Hearing about the Jan. 7 slaughter was like finding out that somebody assassinated Don Martin, the late Mad magazine cartoonist, or Robert Crumb, the Leonardo of the U.S. underground press. Charlie Hebdo? Who on earth would kill those guys? Has the world truly gone nuts?
Journalism advocates moved quickly to claim the killings as further evidence of the lethal danger that reporters face, and were eager to add the murders to the dismal tally of news correspondents killed, jailed, tortured, beheaded. But it’s not a good fit. Unless they’re held as a target of opportunity for ransom that’s refused, journalists are killed for cause. They die by a chill, utilitarian logic, which was absent here. Reporters are in the business of exposing realities someone wants concealed, and if that someone is armed and angry, the journalist dies.
The Charlie team wasn’t exposing anything; they were hurling insults and poking fun. To me, that makes their slaughter disturbing for altogether different reasons. It represented an attempt to reshape French popular culture by redefining the boundaries of permissible social commentary, which for centuries has cherished a lusty strain of mean-spirited, profane, often outrageous, generally defamatory, abuse and derision.
The tradition of French satire of which Charlie was the proud bearer hadn’t spared popes or prelates and had followed an equal-opportunity-to-insult policy that included monarchists as well as socialists, capitalists alongside trade unionists, Jews with Muslims ― since giving offense was the point, the great cultural leveler.
It’s true that running grotesque cartoons of Arabs and deriding the founder of Islam causes special pain to Muslims who are struggling for recognition and legitimacy, in a country where the presence of North Africans is a legacy of a century of colonial exploitation and a half-century of domestic abuse.

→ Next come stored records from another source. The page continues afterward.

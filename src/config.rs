// ⚙️ Configuration - Optional plan-catalog.toml with per-key defaults

use crate::cell::PriceMode;
use crate::rules::Preset;
use anyhow::{Context, Result};
use serde::{Deserialize, Serialize};
use std::fs;
use std::path::{Path, PathBuf};

pub const DEFAULT_CONFIG_FILE: &str = "plan-catalog.toml";

#[derive(Debug, Clone, Default, PartialEq, Serialize, Deserialize)]
#[serde(default)]
pub struct AppConfig {
    pub extract: ExtractConfig,
    pub output: OutputConfig,
    pub database: DatabaseConfig,
    pub roster: RosterConfig,
}

#[derive(Debug, Clone, Default, PartialEq, Serialize, Deserialize)]
#[serde(default)]
pub struct ExtractConfig {
    pub preset: Preset,
    pub price_mode: PriceMode,
    /// JSON category table; takes precedence over `preset`
    pub rules_file: Option<PathBuf>,
    pub sheet: Option<String>,
}

#[derive(Debug, Clone, PartialEq, Serialize, Deserialize)]
#[serde(default)]
pub struct OutputConfig {
    pub placeholder: String,
    /// Emit/run `DELETE FROM plans` before inserting
    pub replace: bool,
}

impl Default for OutputConfig {
    fn default() -> Self {
        OutputConfig {
            placeholder: crate::template::DEFAULT_PLACEHOLDER.to_string(),
            replace: true,
        }
    }
}

#[derive(Debug, Clone, PartialEq, Serialize, Deserialize)]
#[serde(default)]
pub struct DatabaseConfig {
    pub path: PathBuf,
}

impl Default for DatabaseConfig {
    fn default() -> Self {
        DatabaseConfig {
            path: PathBuf::from("plan-catalog.db"),
        }
    }
}

#[derive(Debug, Clone, PartialEq, Serialize, Deserialize)]
#[serde(default)]
pub struct RosterConfig {
    pub active_statuses: Vec<String>,
    pub sheet: Option<String>,
    pub error_preview: usize,
}

impl Default for RosterConfig {
    fn default() -> Self {
        RosterConfig {
            active_statuses: vec!["A".to_string(), "S".to_string()],
            sheet: None,
            error_preview: 5,
        }
    }
}

/// Load an explicit config file, or `plan-catalog.toml` when present,
/// or fall back to defaults.
pub fn load(path: Option<&Path>) -> Result<AppConfig> {
    match path {
        Some(p) => load_file(p),
        None => {
            let default = Path::new(DEFAULT_CONFIG_FILE);
            if default.exists() {
                load_file(default)
            } else {
                log::debug!("No {} found, using defaults", DEFAULT_CONFIG_FILE);
                Ok(AppConfig::default())
            }
        }
    }
}

pub fn load_file(path: &Path) -> Result<AppConfig> {
    let text = fs::read_to_string(path)
        .with_context(|| format!("Failed to read config: {}", path.display()))?;
    let config: AppConfig = toml::from_str(&text)
        .with_context(|| format!("Invalid config: {}", path.display()))?;
    log::debug!("Loaded config from {}", path.display());
    Ok(config)
}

But whether the satire was kind is beside the point. The point is that it was part of the deal, part of the popular culture that defined being French. And the appropriate reprisal would be cartoons that pilloried the smug, cosseted Charlie Hebdo artists who claimed an entitlement to look down their noses at everyone. Not a firing squad.
Still, in the aftermath of the terror, the media in this country have dusted off the perennial issue of “hate speech.”

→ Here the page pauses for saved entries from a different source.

// 👥 Subscriber Roster - BAN/SUB exports → clients, bans, subscribers
// Lookup-or-insert keyed by BAN, partial client updates that never erase data

use crate::cell::{Cell, Row};
use crate::db::{insert_event, is_record_error, ImportEvent, SourceInfo, WriteFailure};
use anyhow::{bail, Context, Result};
use chrono::Utc;
use log::{debug, info, warn};
use rusqlite::{params, Connection, OptionalExtension};

// ============================================================================
// ROSTER ROWS
// ============================================================================

#[derive(Debug, Clone, PartialEq)]
pub struct SubscriberRow {
    /// 1-based line in the export, header included
    pub line: usize,
    pub ban: String,
    pub sub: String,
    pub first_name: Option<String>,
    pub last_name: Option<String>,
    pub company: Option<String>,
    pub status: Option<String>,
}

impl SubscriberRow {
    /// "First Last", or just the first name; `None` when there is no first name
    pub fn full_name(&self) -> Option<String> {
        match (&self.first_name, &self.last_name) {
            (Some(first), Some(last)) => Some(format!("{} {}", first, last)),
            (Some(first), None) => Some(first.clone()),
            _ => None,
        }
    }

    /// Subscriber status stored in the database
    pub fn db_status(&self) -> String {
        match self.status.as_deref().map(str::to_uppercase).as_deref() {
            Some("S") => "suspendido".to_string(),
            Some("A") | None => "activo".to_string(),
            Some(other) => other.to_lowercase(),
        }
    }
}

#[derive(Debug, Clone, Default)]
pub struct Roster {
    pub rows: Vec<SubscriberRow>,
    /// Rows without a BAN or SUB
    pub missing_ids: usize,
    /// Rows whose status is outside the active set
    pub filtered_status: usize,
}

struct RosterColumns {
    ban: usize,
    sub: usize,
    first_name: Option<usize>,
    last_name: Option<usize>,
    company: Option<usize>,
    status: Option<usize>,
}

fn normalize_header(cell: &Cell) -> String {
    cell.to_string()
        .trim()
        .to_lowercase()
        .replace('ó', "o")
}

impl RosterColumns {
    fn from_header(header: &Row) -> Result<Self> {
        let names: Vec<String> = header.cells().iter().map(normalize_header).collect();
        let find = |wanted: &[&str]| names.iter().position(|n| wanted.contains(&n.as_str()));

        let ban = match find(&["ban"]) {
            Some(index) => index,
            None => bail!("Roster header has no BAN column"),
        };
        let sub = match find(&["sub", "suscriptor"]) {
            Some(index) => index,
            None => bail!("Roster header has no SUB column"),
        };

        Ok(RosterColumns {
            ban,
            sub,
            first_name: find(&["nombre", "first name"]),
            last_name: find(&["apellido", "last name"]),
            company: find(&["razon social", "company"]),
            status: find(&["status", "estado"]),
        })
    }
}

/// Trimmed text of a cell; blank and error cells read as `None`
fn value(row: &Row, column: Option<usize>) -> Option<String> {
    let cell = row.get(column?)?;
    if matches!(cell, Cell::Invalid(_)) {
        return None;
    }
    let text = cell.to_string().trim().to_string();
    if text.is_empty() || text.eq_ignore_ascii_case("nan") {
        None
    } else {
        Some(text)
    }
}

/// Parse a roster sheet whose first row is the header.
///
/// Only rows whose status is in `active_statuses` are kept (case-insensitive);
/// an empty list keeps every status.
pub fn parse_roster(rows: &[Row], active_statuses: &[String]) -> Result<Roster> {
    let header = rows.first().context("Roster sheet is empty")?;
    let columns = RosterColumns::from_header(header)?;
    let mut roster = Roster::default();

    for (index, row) in rows.iter().enumerate().skip(1) {
        if row.is_empty() {
            continue;
        }

        let status = value(row, columns.status);
        if !active_statuses.is_empty() {
            let keep = status.as_deref().is_some_and(|s| {
                active_statuses.iter().any(|a| a.eq_ignore_ascii_case(s))
            });
            if !keep {
                roster.filtered_status += 1;
                continue;
            }
        }

        let (ban, sub) = match (value(row, Some(columns.ban)), value(row, Some(columns.sub))) {
            (Some(ban), Some(sub)) => (ban, sub),
            _ => {
                roster.missing_ids += 1;
                continue;
            }
        };

        roster.rows.push(SubscriberRow {
            line: index + 1,
            ban,
            sub,
            first_name: value(row, columns.first_name),
            last_name: value(row, columns.last_name),
            company: value(row, columns.company),
            status,
        });
    }

    debug!(
        "roster: {} rows kept, {} without BAN/SUB, {} filtered by status",
        roster.rows.len(),
        roster.missing_ids,
        roster.filtered_status
    );

    Ok(roster)
}

// ============================================================================
// UPSERT
// ============================================================================

#[derive(Debug, Clone, Copy, PartialEq, Eq)]
pub enum UpsertOutcome {
    /// New client and BAN
    Created { subscriber_added: bool },
    /// Existing BAN; client fields refreshed
    Updated { subscriber_added: bool },
}

#[derive(Debug, Clone, Default)]
pub struct RosterSummary {
    pub created: usize,
    pub updated: usize,
    pub subscribers_added: usize,
    pub failures: Vec<WriteFailure>,
}

impl RosterSummary {
    /// The first `limit` failures, for the operator
    pub fn preview(&self, limit: usize) -> &[WriteFailure] {
        &self.failures[..self.failures.len().min(limit)]
    }
}

fn upsert_subscriber(conn: &Connection, row: &SubscriberRow) -> rusqlite::Result<UpsertOutcome> {
    let now = Utc::now().to_rfc3339();
    let name = row.full_name();

    let existing: Option<(i64, i64)> = conn
        .query_row(
            "SELECT id, client_id FROM bans WHERE number = ?1",
            params![row.ban],
            |r| Ok((r.get(0)?, r.get(1)?)),
        )
        .optional()?;

    let (ban_id, created) = match existing {
        Some((ban_id, client_id)) => {
            // Missing incoming values keep what is stored
            conn.execute(
                "UPDATE clients
                 SET name = COALESCE(?1, name),
                     company = COALESCE(?2, company),
                     updated_at = ?3
                 WHERE id = ?4",
                params![name, row.company, now, client_id],
            )?;
            (ban_id, false)
        }
        None => {
            let name = name.unwrap_or_else(|| format!("Cliente BAN {}", row.ban));
            let company = row
                .company
                .clone()
                .unwrap_or_else(|| format!("Empresa BAN {}", row.ban));

            conn.execute(
                "INSERT INTO clients (name, company, created_at, updated_at)
                 VALUES (?1, ?2, ?3, ?3)",
                params![name, company, now],
            )?;
            let client_id = conn.last_insert_rowid();

            conn.execute(
                "INSERT INTO bans (client_id, number, status, created_at)
                 VALUES (?1, ?2, 'activo', ?3)",
                params![client_id, row.ban, now],
            )?;
            (conn.last_insert_rowid(), true)
        }
    };

    let subscriber: Option<i64> = conn
        .query_row(
            "SELECT id FROM subscribers WHERE ban_id = ?1 AND phone_number = ?2",
            params![ban_id, row.sub],
            |r| r.get(0),
        )
        .optional()?;

    let subscriber_added = match subscriber {
        Some(_) => false,
        None => {
            conn.execute(
                "INSERT INTO subscribers (ban_id, phone_number, status, created_at)
                 VALUES (?1, ?2, ?3, ?4)",
                params![ban_id, row.sub, row.db_status(), now],
            )?;
            true
        }
    };

    Ok(if created {
        UpsertOutcome::Created { subscriber_added }
    } else {
        UpsertOutcome::Updated { subscriber_added }
    })
}

/// Import a roster in one transaction.
///
/// Each row runs inside a savepoint so a rejected row leaves no partial
/// client/BAN behind. Rejected rows are collected; any other error rolls the
/// whole import back.
pub fn import_roster(
    conn: &mut Connection,
    rows: &[SubscriberRow],
    source: &SourceInfo,
) -> Result<RosterSummary> {
    let mut tx = conn.transaction()?;
    let mut summary = RosterSummary::default();

    for (processed, row) in rows.iter().enumerate() {
        if processed > 0 && processed % 100 == 0 {
            debug!("processed {}/{} roster rows", processed, rows.len());
        }

        let sp = tx.savepoint()?;
        match upsert_subscriber(&sp, row) {
            Ok(outcome) => {
                sp.commit()?;
                let subscriber_added = match outcome {
                    UpsertOutcome::Created { subscriber_added } => {
                        summary.created += 1;
                        subscriber_added
                    }
                    UpsertOutcome::Updated { subscriber_added } => {
                        summary.updated += 1;
                        subscriber_added
                    }
                };
                if subscriber_added {
                    summary.subscribers_added += 1;
                }
            }
            Err(e) if is_record_error(&e) => {
                // Dropping the savepoint rolls this row back
                drop(sp);
                warn!("roster line {} (BAN {}) rejected: {}", row.line, row.ban, e);
                summary.failures.push(WriteFailure {
                    record: format!("line {}", row.line),
                    message: e.to_string(),
                });
            }
            Err(e) => {
                return Err(e).with_context(|| {
                    format!("Fatal error at roster line {}", row.line)
                })
            }
        }
    }

    let event = ImportEvent::new(
        "roster_imported",
        source,
        serde_json::json!({
            "created": summary.created,
            "updated": summary.updated,
            "subscribers_added": summary.subscribers_added,
            "failed": summary.failures.len(),
        }),
    );
    insert_event(&tx, &event)?;

    tx.commit()?;
    info!(
        "roster imported: {} created, {} updated, {} failed",
        summary.created,
        summary.updated,
        summary.failures.len()
    );

    Ok(summary)
}

// ============================================================================
// TESTS
// ============================================================================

The idea that the slaughter of Charlie’s staff (the related killings of the wholly unrelated shoppers at a Jewish grocery in Paris aren’t mentioned) is in some bizarre sense a comment on the perils of free speech is so appallingly offensive it makes me splutter. It suggests that the satirists asked for it, that they bear responsibility for inviting their own murders.
And it vindicates the whole purpose of the horrific attack: To redraw the boundaries of allowable commentary so as to put what the killers revere off-limits.

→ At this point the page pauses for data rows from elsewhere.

// 🧩 Template Sink - Plans as JSON inside a static HTML page

use crate::error::TemplateError;
use crate::extractor::PlanRecord;
use anyhow::{Context, Result};
use std::fs;
use std::path::Path;

pub const DEFAULT_PLACEHOLDER: &str = "PLANS_DATA_PLACEHOLDER";

/// Pretty JSON array of plans; non-ASCII text is written as-is
pub fn plans_json(plans: &[PlanRecord]) -> Result<String, TemplateError> {
    Ok(serde_json::to_string_pretty(plans)?)
}

/// Replace every occurrence of `placeholder` in `template` with the plans JSON
pub fn inject(
    template: &str,
    placeholder: &str,
    plans: &[PlanRecord],
) -> Result<String, TemplateError> {
    if placeholder.is_empty() || !template.contains(placeholder) {
        return Err(TemplateError::MissingPlaceholder(placeholder.to_string()));
    }
    Ok(template.replace(placeholder, &plans_json(plans)?))
}

/// Read a template file, inject the plans and write the result
pub fn render_file(
    template_path: &Path,
    output_path: &Path,
    placeholder: &str,
    plans: &[PlanRecord],
) -> Result<()> {
    let template = fs::read_to_string(template_path)
        .with_context(|| format!("Failed to read template: {}", template_path.display()))?;

    let html = inject(&template, placeholder, plans)
        .with_context(|| format!("Failed to fill template: {}", template_path.display()))?;

    fs::write(output_path, html)
        .with_context(|| format!("Failed to write output: {}", output_path.display()))?;

    Ok(())
}

#[cfg(test)]
mod tests {
    use super::*;
    use crate::extractor::Technology;

    fn plan(code: &str, description: &str) -> PlanRecord {
        PlanRecord {
            code: code.to_string(),
            description: description.to_string(),
            price: 35.0,
            alfa_code: String::new(),
            category: "MOVIL".to_string(),
            technology: Technology::General,
            inst_0m: 0.0,
            inst_12m: 0.0,
            inst_24m: 0.0,
            act_0m: 0.0,
            act_12m: 0.0,
            act_24m: 0.0,
            penalty: 0.0,
        }
    }

    #[test]
    fn test_inject_replaces_placeholder() {
        let template = "<script>const PLANS = PLANS_DATA_PLACEHOLDER;</script>";
        let html = inject(template, DEFAULT_PLACEHOLDER, &[plan("M01", "Plan Móvil")]).unwrap();

        assert!(!html.contains(DEFAULT_PLACEHOLDER));
        assert!(html.contains("\"code\": \"M01\""));
        assert!(html.contains("Plan Móvil"));
        assert!(html.contains("\"alfa_code\": \"\""));
        assert!(html.contains("\"technology\": \"GENERAL\""));
    }

    #[test]
    fn test_injected_json_parses_back() {
        let plans = vec![plan("M01", "uno"), plan("M02", "dos \"comillas\"")];
        let html = inject("[[X]]", "[[X]]", &plans).unwrap();

        let parsed: Vec<PlanRecord> = serde_json::from_str(&html).unwrap();
        assert_eq!(parsed, plans);
    }

    #[test]
    fn test_missing_placeholder_is_an_error() {
        let err = inject("<html></html>", DEFAULT_PLACEHOLDER, &[]).unwrap_err();
        assert!(matches!(err, TemplateError::MissingPlaceholder(_)));
    }

    #[test]
    fn test_render_file() {
        let dir = tempfile::tempdir().unwrap();
        let template_path = dir.path().join("planes.html");
        let output_path = dir.path().join("planes_final.html");
        fs::write(&template_path, "var data = PLANS_DATA_PLACEHOLDER;").unwrap();

        render_file(&template_path, &output_path, DEFAULT_PLACEHOLDER, &[plan("M01", "x")])
            .unwrap();

        let html = fs::read_to_string(&output_path).unwrap();
        assert!(html.starts_with("var data = ["));
    }
}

What an irony that would be.
Meantime, it’s clear that the slaughter in Paris has managed to change the public policy subject, decisively, away from growing doubts over the wisdom of the endlessly renewable, insanely expensive, surveillance state that much of the world has drifted into since 2001. Here, Democrats cited the attacks to defend the $400 million increase in Homeland Security appropriations.
Never mind that the attacks demonstrated, once again, the futility of mass surveillance, since the killers had been well known to anti-terrorism authorities, and had been tracked assiduously. The utter ineffectiveness of the security state in preventing the slaughter goes unremarked. Instead we’re left with a renewed insistence on more, stronger, more thorough surveillance, which, in fact, will leave us less free and no safer.
Yet another irony that Charlie Hebdo would savor.
By Edward Wasserman
Edward Wasserman is dean of the University of California, Berkeley, Graduate School of Journalism. ― Ed.